ASSIGNED TASK
Below is a listing. Quote from it, exactly, the lines from the one containing "by divine mandate" down to the one containing "Michael's role parallels", both ends included, and nothing else.

MATERIALS PROVIDED
// =============================================================================
// CONCEPT — L'enregistrement de base de tous les registres
// =============================================================================
//
// Un TheologicalConcept est une donnée INERTE :
//   - construit à partir de littéraux au moment de l'appel
//   - jamais modifié
//   - sans identité (deux concepts égaux champ à champ sont le même concept)
//
// Les seules relations entre concepts passent par le vocabulaire partagé
// des énumérations (TemporalDirection ici).
//
// =============================================================================

use std::fmt;

use super::direction::TemporalDirection;

/// Un concept théologique orienté dans le temps.
#[derive(Debug, Clone, PartialEq, Eq)]
pub struct TheologicalConcept {
    /// Nom du concept (ex: "Maitreya")
    pub name: String,
    /// Tradition d'origine (ex: "Buddhism")
    pub tradition: String,
    /// Orientation temporelle (étiquette, pas de comportement)
    pub temporal_direction: TemporalDirection,
    /// Propriétés descriptives en texte libre
    pub properties: Vec<String>,
}

impl TheologicalConcept {
    pub fn new(
        name: &str,
        tradition: &str,
        temporal_direction: TemporalDirection,
        properties: &[&str],
    ) -> Self {
        TheologicalConcept {
            name: name.to_string(),
            tradition: tradition.to_string(),
            temporal_direction,
            properties: properties.iter().map(|p| p.to_string()).collect(),
        }
    }

    /// Vrai si les deux concepts partagent la même orientation
    pub fn same_direction(&self, other: &TheologicalConcept) -> bool {
        self.temporal_direction == other.temporal_direction
    }
}

impl fmt::Display for TheologicalConcept {
    fn fmt(&self, f: &mut fmt::Formatter<'_>) -> fmt::Result {
        write!(f, "{} ({}): {}", self.name, self.tradition, self.temporal_direction)
    }
}

// =============================================================================
// TESTS
// =============================================================================
#[cfg(test)]
mod tests {
    use super::*;

    #[test]
    fn test_display() {
        let c = TheologicalConcept::new(
            "Maitreya",
            "Buddhism",
            TemporalDirection::Forward,
            &["Future Buddha"],
        );
        assert_eq!(c.to_string(), "Maitreya (Buddhism): forward");
        assert_eq!(c.properties, vec!["Future Buddha".to_string()]);
    }

    #[test]
    fn test_same_direction() {
        let a = TheologicalConcept::new("A", "X", TemporalDirection::Forward, &[]);
        let b = TheologicalConcept::new("B", "Y", TemporalDirection::Forward, &[]);
        let c = TheologicalConcept::new("C", "Z", TemporalDirection::Backward, &[]);
        assert!(a.same_direction(&b));
        assert!(!a.same_direction(&c));
    }
}
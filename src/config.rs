// =============================================================================
// CONFIG — Préférences d'affichage (TOML)
// =============================================================================
//
// Emplacement du fichier, par ordre de priorité :
//   1. chemin explicite (--config)
//   2. variable d'environnement THEOCAT_CONFIG
//   3. <config_dir>/theocat/config.toml   (ex: ~/.config/theocat/config.toml)
//
// Exemple :
//
// ```toml
// [render]
// width = 70          # absent : largeur propre à chaque démonstration (70 ou 80)
// bullet = "-"
// ascii_only = false  # true : toute la sortie est ramenée à l'ASCII
// ```
//
// Fichier absent → valeurs par défaut. Fichier illisible ou invalide → erreur.
//
// =============================================================================

use std::env;
use std::path::{Path, PathBuf};

use serde::Deserialize;
use thiserror::Error;

pub const CONFIG_ENV: &str = "THEOCAT_CONFIG";

#[derive(Debug, Error)]
pub enum ConfigError {
    #[error("failed to read config at {}: {source}", .path.display())]
    Read {
        path: PathBuf,
        source: std::io::Error,
    },
    #[error("failed to parse config at {}: {source}", .path.display())]
    Parse {
        path: PathBuf,
        source: toml::de::Error,
    },
}

impl ConfigError {
    pub fn path(&self) -> &PathBuf {
        match self {
            ConfigError::Read { path, .. } | ConfigError::Parse { path, .. } => path,
        }
    }
}

#[derive(Debug, Default, Clone, PartialEq, Eq, Deserialize)]
pub struct TheocatConfig {
    #[serde(default)]
    pub render: RenderConfig,
}

/// Options du rendu texte.
#[derive(Debug, Clone, PartialEq, Eq, Deserialize)]
#[serde(default)]
pub struct RenderConfig {
    /// Largeur des bannières et séparateurs, pour toutes les démonstrations.
    /// `None` : chaque démonstration garde la sienne.
    pub width: Option<usize>,
    /// Puce devant chaque propriété
    pub bullet: String,
    /// Sortie strictement ASCII (flèches, symboles, indices translittérés)
    pub ascii_only: bool,
}

impl Default for RenderConfig {
    fn default() -> Self {
        RenderConfig {
            width: None,
            bullet: "•".to_string(),
            ascii_only: false,
        }
    }
}

impl RenderConfig {
    /// La puce effectivement utilisée
    pub fn bullet(&self) -> &str {
        if self.ascii_only && !self.bullet.is_ascii() {
            "*"
        } else {
            &self.bullet
        }
    }
}

impl TheocatConfig {
    /// Charge la configuration depuis l'emplacement par défaut.
    ///
    /// `Ok(None)` si aucun fichier n'existe.
    pub fn load() -> Result<Option<Self>, ConfigError> {
        match config_path() {
            Some(path) => Self::load_from(&path),
            None => Ok(None),
        }
    }

    /// Charge la configuration depuis un chemin donné.
    pub fn load_from(path: &Path) -> Result<Option<Self>, ConfigError> {
        if !path.exists() {
            tracing::debug!(path = %path.display(), "No config file, using defaults");
            return Ok(None);
        }

        let content = match std::fs::read_to_string(path) {
            Ok(content) => content,
            Err(err) => {
                tracing::warn!("Failed to read config at {:?}: {}", path, err);
                return Err(ConfigError::Read {
                    path: path.to_path_buf(),
                    source: err,
                });
            }
        };

        match toml::from_str(&content) {
            Ok(config) => {
                tracing::debug!(path = %path.display(), "Loaded config");
                Ok(Some(config))
            }
            Err(err) => {
                tracing::warn!("Failed to parse config at {:?}: {}", path, err);
                Err(ConfigError::Parse {
                    path: path.to_path_buf(),
                    source: err,
                })
            }
        }
    }

    /// Charge la configuration, ou les valeurs par défaut si aucun fichier.
    pub fn load_or_default(explicit: Option<&Path>) -> Result<Self, ConfigError> {
        let loaded = match explicit {
            Some(path) => Self::load_from(path)?,
            None => Self::load()?,
        };
        Ok(loaded.unwrap_or_default())
    }

    #[must_use]
    pub fn path() -> Option<PathBuf> {
        config_path()
    }
}

fn config_path() -> Option<PathBuf> {
    if let Some(path) = env::var_os(CONFIG_ENV) {
        if !path.is_empty() {
            return Some(PathBuf::from(path));
        }
    }
    dirs::config_dir().map(|dir| dir.join("theocat").join("config.toml"))
}

// =============================================================================
// TESTS
// =============================================================================
#[cfg(test)]
mod tests {
    use super::*;
    use std::io::Write;

    #[test]
    fn test_parse_empty_config() {
        let config: TheocatConfig = toml::from_str("").unwrap();
        assert_eq!(config, TheocatConfig::default());
        assert_eq!(config.render.width, None);
    }

    #[test]
    fn test_parse_render_config() {
        let toml_str = r#"
[render]
width = 70
bullet = "-"
"#;
        let config: TheocatConfig = toml::from_str(toml_str).unwrap();
        assert_eq!(config.render.width, Some(70));
        assert_eq!(config.render.bullet(), "-");
        assert!(!config.render.ascii_only);
    }

    #[test]
    fn test_ascii_only_replaces_bullet() {
        let render = RenderConfig {
            ascii_only: true,
            ..RenderConfig::default()
        };
        assert_eq!(render.bullet(), "*");
    }

    #[test]
    fn test_load_missing_file() {
        let dir = tempfile::tempdir().unwrap();
        let path = dir.path().join("absent.toml");
        assert!(TheocatConfig::load_from(&path).unwrap().is_none());
        assert_eq!(
            TheocatConfig::load_or_default(Some(&path)).unwrap(),
            TheocatConfig::default()
        );
    }

    #[test]
    fn test_load_from_file() {
        let mut file = tempfile::NamedTempFile::new().unwrap();
        writeln!(file, "[render]\nwidth = 40\nascii_only = true").unwrap();

        let config = TheocatConfig::load_from(file.path()).unwrap().unwrap();
        assert_eq!(config.render.width, Some(40));
        assert!(config.render.ascii_only);
        assert_eq!(config.render.bullet, "•");
    }

    #[test]
    fn test_load_invalid_file() {
        let mut file = tempfile::NamedTempFile::new().unwrap();
        writeln!(file, "[render]\nwidth = \"wide\"").unwrap();

        let err = TheocatConfig::load_from(file.path()).unwrap_err();
        assert!(matches!(err, ConfigError::Parse { .. }));
        assert_eq!(err.path(), &file.path().to_path_buf());
    }
}
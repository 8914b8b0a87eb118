// =============================================================================
// MICHAEL — L'Archange Michel : rôles, iconographie, traditions
// =============================================================================
//
// Michel (מִיכָאֵל, "Qui est comme Dieu ?") vu sous deux angles :
//   - THÉOLOGIQUE : guerrier divin, psychopompe, protecteur d'Israël...
//   - ARTISTIQUE  : l'épée, le dragon, la balance des âmes, Michel-Ange
//
// Chaque rôle théologique est associé à UNE représentation artistique
// (TheologicalAttribute.artistic_representation).
//
// =============================================================================

use std::fmt;

/// Les rôles de Michel dans la tradition.
#[derive(Debug, Clone, Copy, PartialEq, Eq, Hash)]
pub enum MichaelRole {
    DivineWarrior,
    Psychopomp,
    DragonSlayer,
    HeavenlyPrince,
    WeigherOfSouls,
    Healer,
}

impl MichaelRole {
    pub const ALL: [MichaelRole; 6] = [
        MichaelRole::DivineWarrior,
        MichaelRole::Psychopomp,
        MichaelRole::DragonSlayer,
        MichaelRole::HeavenlyPrince,
        MichaelRole::WeigherOfSouls,
        MichaelRole::Healer,
    ];

    pub fn description(&self) -> &'static str {
        match self {
            MichaelRole::DivineWarrior => "Divine warrior and protector",
            MichaelRole::Psychopomp => "Guide of souls to the afterlife",
            MichaelRole::DragonSlayer => "Defeater of Satan and evil forces",
            MichaelRole::HeavenlyPrince => "Prince of the heavenly host",
            MichaelRole::WeigherOfSouls => "Judge who weighs souls at judgment",
            MichaelRole::Healer => "Healing angel in Jewish tradition",
        }
    }
}

/// Les façons de représenter Michel dans l'art.
#[derive(Debug, Clone, Copy, PartialEq, Eq, Hash)]
pub enum ArtisticDepiction {
    WarriorWithSword,
    DragonVictor,
    ScalesOfJustice,
    ArmoredGuardian,
    YouthfulHero,
}

impl ArtisticDepiction {
    pub const ALL: [ArtisticDepiction; 5] = [
        ArtisticDepiction::WarriorWithSword,
        ArtisticDepiction::DragonVictor,
        ArtisticDepiction::ScalesOfJustice,
        ArtisticDepiction::ArmoredGuardian,
        ArtisticDepiction::YouthfulHero,
    ];

    pub fn description(&self) -> &'static str {
        match self {
            ArtisticDepiction::WarriorWithSword => "Armed warrior with flaming sword",
            ArtisticDepiction::DragonVictor => "Standing victorious over dragon/serpent",
            ArtisticDepiction::ScalesOfJustice => "Holding scales weighing souls",
            ArtisticDepiction::ArmoredGuardian => "Fully armored celestial guardian",
            ArtisticDepiction::YouthfulHero => "Idealized youthful figure (Renaissance)",
        }
    }
}

impl fmt::Display for ArtisticDepiction {
    fn fmt(&self, f: &mut fmt::Formatter<'_>) -> fmt::Result {
        write!(f, "{}", self.description())
    }
}

/// Un attribut théologique de Michel, avec son pendant iconographique.
#[derive(Debug, Clone, PartialEq, Eq)]
pub struct TheologicalAttribute {
    pub name: String,
    pub tradition: String,
    pub description: String,
    pub symbolic_meaning: String,
    pub artistic_representation: ArtisticDepiction,
}

impl TheologicalAttribute {
    fn new(
        name: &str,
        tradition: &str,
        description: &str,
        symbolic_meaning: &str,
        artistic_representation: ArtisticDepiction,
    ) -> Self {
        TheologicalAttribute {
            name: name.to_string(),
            tradition: tradition.to_string(),
            description: description.to_string(),
            symbolic_meaning: symbolic_meaning.to_string(),
            artistic_representation,
        }
    }
}

pub fn name_etymology() -> &'static str {
    "\
MICHAEL (מִיכָאֵל - Mikha'el)
================================

Etymology: Hebrew - \"Who is like God?\" or \"Who is like El?\"

Components:
• Mi (מִי) = \"who\"
• Kha (כָ) = \"like\" or \"as\"
• El (אֵל) = \"God\"

The name itself is a rhetorical question asserting that nothing
is comparable to God. This name embodies Michael's role as God's
champion and defender of divine supremacy against prideful rebellion.

The name contrasts with:
• Lucifer's pride: \"I will be like the Most High\"
• Michael's humility: \"Who is like God?\" (implying: no one)"
}

/// Références bibliques : (référence, description).
pub fn biblical_references() -> Vec<(&'static str, &'static str)> {
    vec![
        ("Daniel 10:13", "Michael as 'one of the chief princes' helping Daniel"),
        ("Daniel 10:21", "Michael described as 'your prince' (Israel's protector)"),
        ("Daniel 12:1", "Michael as the great prince who protects Daniel's people"),
        ("Jude 1:9", "Michael the archangel disputes with the devil over Moses' body"),
        ("Revelation 12:7-9", "Michael and his angels fight the dragon (Satan)"),
    ]
}

pub fn theological_roles() -> Vec<TheologicalAttribute> {
    vec![
        TheologicalAttribute::new(
            "Divine Warrior",
            "Christian/Jewish",
            "Commander of the heavenly armies against evil",
            "Divine justice and protection against spiritual warfare",
            ArtisticDepiction::WarriorWithSword,
        ),
        TheologicalAttribute::new(
            "Dragon Slayer",
            "Christian (Revelation)",
            "Defeats the dragon (Satan) and casts him from heaven",
            "Victory of good over evil, light over darkness",
            ArtisticDepiction::DragonVictor,
        ),
        TheologicalAttribute::new(
            "Psychopomp",
            "Catholic/Orthodox",
            "Guides and protects souls on their journey to heaven",
            "Mediation between earthly and heavenly realms",
            ArtisticDepiction::ScalesOfJustice,
        ),
        TheologicalAttribute::new(
            "Protector of Israel",
            "Jewish",
            "Special guardian and advocate for the people of Israel",
            "Divine providence and national protection",
            ArtisticDepiction::ArmoredGuardian,
        ),
    ]
}

pub fn michelangelo_connection() -> &'static str {
    "\
ARCHANGEL MICHAEL & MICHELANGELO: ARTISTIC-THEOLOGICAL SYNTHESIS
================================================================

The Renaissance master Michelangelo Buonarroti (1475-1564) shared more
than just a name with the Archangel. His artistic vision embodied many
of the same qualities attributed to Michael:

NAME CONNECTION:
---------------
• Michelangelo = \"Michael Angel\" (Michele + Angelo in Italian)
• The artist's name literally means \"Archangel Michael\"
• This nominal connection influenced his artistic identity

SHARED ATTRIBUTES:
-----------------
1. Divine Strength
   • Michael: Warrior strength against evil
   • Michelangelo: Sculptural depiction of human physical power
   • Both express divine power made manifest

2. Judgment and Justice
   • Michael: Weighs souls at the Last Judgment
   • Michelangelo: The Last Judgment fresco (Sistine Chapel)
   • Both concerned with divine justice and human accountability

3. Victory Over Darkness
   • Michael: Defeats the dragon/Satan
   • Michelangelo: Light, shadow, and dramatic revelation in art
   • Both illuminate truth against darkness

4. Mediation Between Realms
   • Michael: Bridge between heaven and earth
   • Michelangelo: Art as bridge between divine and human
   • Both function as intermediaries of divine truth

ARTISTIC REPRESENTATIONS:
------------------------
While Michelangelo didn't extensively depict Archangel Michael directly,
his artistic philosophy embodied Michaelic themes:

• Physical perfection as reflection of divine order
• Heroic struggle against limitation and sin
• The terribilità (awesome power) in his figures
• Divine judgment and human destiny

The Sistine Chapel's Last Judgment (1536-1541) features Christ as judge
in a pose reminiscent of Michael the weigher of souls, surrounded by
angels executing divine justice.

THEOLOGICAL IMPLICATION:
-----------------------
The artist-archangel connection suggests that human creativity,
especially in service of depicting divine truth, participates in
the angelic ministry of revealing and defending divine glory."
}

pub fn cross_tradition_comparison() -> &'static str {
    "\
ARCHANGEL MICHAEL ACROSS TRADITIONS
===================================

JUDAISM:
--------
• High priest of the heavenly sanctuary
• Advocate for Israel before God
• Will stand up for Israel at the end of days (Daniel 12:1)
• Associated with the attribute of Chesed (mercy/loving-kindness)

CHRISTIANITY:
------------
• Leader of God's army against Satan
• Protector of the Church (replacing protection of Israel)
• Weigher of souls at individual judgment
• Patron saint of warriors, police, and paramedics
• Feast day: September 29 (Michaelmas)

ISLAM:
------
• Mīkāʾīl (ميكائيل) - one of the four archangels
• Provides nourishment for bodies and souls
• Controls natural phenomena
• Less martial than Christian/Jewish traditions
• Associated with mercy rather than judgment

EASTERN ORTHODOX:
----------------
• Archistrategos (Supreme Commander of Heavenly Hosts)
• Called \"Taxiarch\" (commander of the angels)
• Special veneration with monthly commemoration
• Protector of the Orthodox Church

COMMON THEMES:
-------------
1. Divine authority and power
2. Protection of the faithful
3. Opposition to evil forces
4. Mediation between divine and human realms
5. Association with judgment or mercy"
}

pub fn warrior_archetype() -> &'static str {
    "\
THE DIVINE WARRIOR ARCHETYPE
============================

Archangel Michael embodies the universal archetype of the divine warrior,
a figure that appears across world mythologies and religions:

ARCHETYPAL ELEMENTS:
-------------------
1. Sacred Violence
   • Violence in service of cosmic order
   • Destruction of chaos and evil
   • Not aggression but restoration of peace

2. Cosmic Dualism
   • Clear distinction between good and evil
   • Battle between light and darkness
   • Ultimate victory of divine order

3. Protective Function
   • Guardian of the innocent
   • Defender of the righteous community
   • Shield against spiritual harm

4. Heavenly Authority
   • Commands by divine mandate
   • Acts as God's instrument
   • Executes divine justice

PSYCHOLOGICAL DIMENSION:
-----------------------
In Jungian terms, Michael represents:

• The Self: Integrated wholeness defeating ego-driven shadow
• The Hero: Courageous confrontation with darkness
• The Logos: Masculine principle of order and discrimination

MODERN RELEVANCE:
----------------
Michael's warrior aspect speaks to:

• Spiritual warfare: Internal struggle against vices
• Moral courage: Standing for truth despite opposition
• Protective love: Defending the vulnerable
• Justice: Confronting systemic evil

The image of Michael defeating the dragon remains potent because
it symbolizes the eternal human struggle to overcome chaos, both
internal (psychological) and external (social/spiritual)."
}

pub fn theological_significance() -> &'static str {
    "\
THEOLOGICAL SIGNIFICANCE OF ARCHANGEL MICHAEL
============================================

1. CHRISTOLOGICAL PARALLEL:
--------------------------
Michael's role parallels Christ in several ways:

• Both defeat Satan (Michael in Revelation 12, Christ in broader narrative)
• Both serve as advocate/intercessor
• Both associated with final judgment
• Michael as \"type\" pointing to Christ the true victor

However, Michael remains creature, not Creator - a crucial distinction
maintained in orthodox theology.

2. ANGELOLOGY AND HIERARCHY:
---------------------------
Michael's position as archangel reveals:

• Ordered cosmos: Heaven has structure and hierarchy
• Mediated sovereignty: God rules through appointed agents
• Creaturely participation: Angels serve God's purposes
• Community of heaven: The saints are not alone

3. ESCHATOLOGICAL HOPE:
----------------------
Michael's future role (Daniel 12:1, Revelation 12) signifies:

• Final victory is assured
• Evil will be definitively defeated
• God's people will be protected through tribulation
• Cosmic restoration, not mere spiritual redemption

4. LITURGICAL PRESENCE:
----------------------
Invocation of Michael in liturgy:

• Connects earthly worship to heavenly worship
• Acknowledges angelic participation in liturgy
• Seeks angelic protection and intercession
• Maintains awareness of spiritual warfare

5. CULTURAL IMPACT:
------------------
Michael's influence extends beyond strictly religious contexts:

• Military patron: Armies throughout history
• National symbol: France, Germany, Ukraine, others
• Artistic inspiration: Countless depictions in art
• Ethical exemplar: Courage, loyalty, justice

SYNTHESIS:
---------
Archangel Michael represents the convergence of power and service,
strength and obedience, justice and mercy. His figure demonstrates
that true authority comes not from self-assertion but from alignment
with the divine will - a lesson both theological and existential."
}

SOLUTION TO THIS EXERCISE
   • Commands by divine mandate
   • Acts as God's instrument
   • Executes divine justice

PSYCHOLOGICAL DIMENSION:
-----------------------
In Jungian terms, Michael represents:

• The Self: Integrated wholeness defeating ego-driven shadow
• The Hero: Courageous confrontation with darkness
• The Logos: Masculine principle of order and discrimination

MODERN RELEVANCE:
----------------
Michael's warrior aspect speaks to:

• Spiritual warfare: Internal struggle against vices
• Moral courage: Standing for truth despite opposition
• Protective love: Defending the vulnerable
• Justice: Confronting systemic evil

The image of Michael defeating the dragon remains potent because
it symbolizes the eternal human struggle to overcome chaos, both
internal (psychological) and external (social/spiritual)."
}

pub fn theological_significance() -> &'static str {
    "\
THEOLOGICAL SIGNIFICANCE OF ARCHANGEL MICHAEL
============================================

1. CHRISTOLOGICAL PARALLEL:
--------------------------
Michael's role parallels Christ in several ways:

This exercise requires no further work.